WORK ORDER:
Within the lines below, find those that hold the string "HeaderMap" and copy each one.

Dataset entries
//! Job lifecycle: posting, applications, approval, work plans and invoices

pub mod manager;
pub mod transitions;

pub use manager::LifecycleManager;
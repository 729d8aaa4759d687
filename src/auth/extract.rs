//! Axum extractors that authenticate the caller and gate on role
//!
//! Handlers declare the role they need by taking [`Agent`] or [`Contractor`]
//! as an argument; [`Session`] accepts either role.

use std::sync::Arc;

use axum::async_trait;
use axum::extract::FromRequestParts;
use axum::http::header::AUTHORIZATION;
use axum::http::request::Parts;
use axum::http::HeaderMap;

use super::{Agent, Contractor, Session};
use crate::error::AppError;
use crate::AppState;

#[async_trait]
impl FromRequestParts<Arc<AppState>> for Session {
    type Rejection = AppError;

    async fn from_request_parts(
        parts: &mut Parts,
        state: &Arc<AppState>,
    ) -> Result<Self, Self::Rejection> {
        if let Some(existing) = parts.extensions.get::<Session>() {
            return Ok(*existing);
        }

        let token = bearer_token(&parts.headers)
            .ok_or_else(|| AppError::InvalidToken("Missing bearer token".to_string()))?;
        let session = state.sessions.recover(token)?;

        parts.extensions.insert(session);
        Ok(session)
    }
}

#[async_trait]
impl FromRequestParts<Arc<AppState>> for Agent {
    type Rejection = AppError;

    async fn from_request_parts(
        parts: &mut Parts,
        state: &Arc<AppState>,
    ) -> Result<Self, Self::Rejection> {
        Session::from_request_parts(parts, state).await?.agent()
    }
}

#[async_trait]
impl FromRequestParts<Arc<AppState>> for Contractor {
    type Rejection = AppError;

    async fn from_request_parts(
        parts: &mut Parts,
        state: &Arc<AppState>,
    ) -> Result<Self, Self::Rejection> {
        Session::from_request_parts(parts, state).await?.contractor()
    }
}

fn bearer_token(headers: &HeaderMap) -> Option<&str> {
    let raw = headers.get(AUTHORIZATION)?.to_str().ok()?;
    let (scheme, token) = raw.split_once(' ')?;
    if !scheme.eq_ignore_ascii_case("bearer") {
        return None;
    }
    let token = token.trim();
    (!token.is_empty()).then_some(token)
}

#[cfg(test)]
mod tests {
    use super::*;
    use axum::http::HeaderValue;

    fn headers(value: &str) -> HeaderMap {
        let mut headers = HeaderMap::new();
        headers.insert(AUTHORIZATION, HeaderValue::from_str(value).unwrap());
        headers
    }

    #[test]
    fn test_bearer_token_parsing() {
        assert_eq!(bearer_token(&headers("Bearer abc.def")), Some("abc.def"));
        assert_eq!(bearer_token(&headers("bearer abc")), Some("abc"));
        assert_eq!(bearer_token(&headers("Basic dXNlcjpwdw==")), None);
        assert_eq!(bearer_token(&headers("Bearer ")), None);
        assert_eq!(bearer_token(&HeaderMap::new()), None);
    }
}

SOLUTION FOR THIS PROBLEM:
use axum::http::HeaderMap;
fn bearer_token(headers: &HeaderMap) -> Option<&str> {
    fn headers(value: &str) -> HeaderMap {
        let mut headers = HeaderMap::new();
        assert_eq!(bearer_token(&HeaderMap::new()), None);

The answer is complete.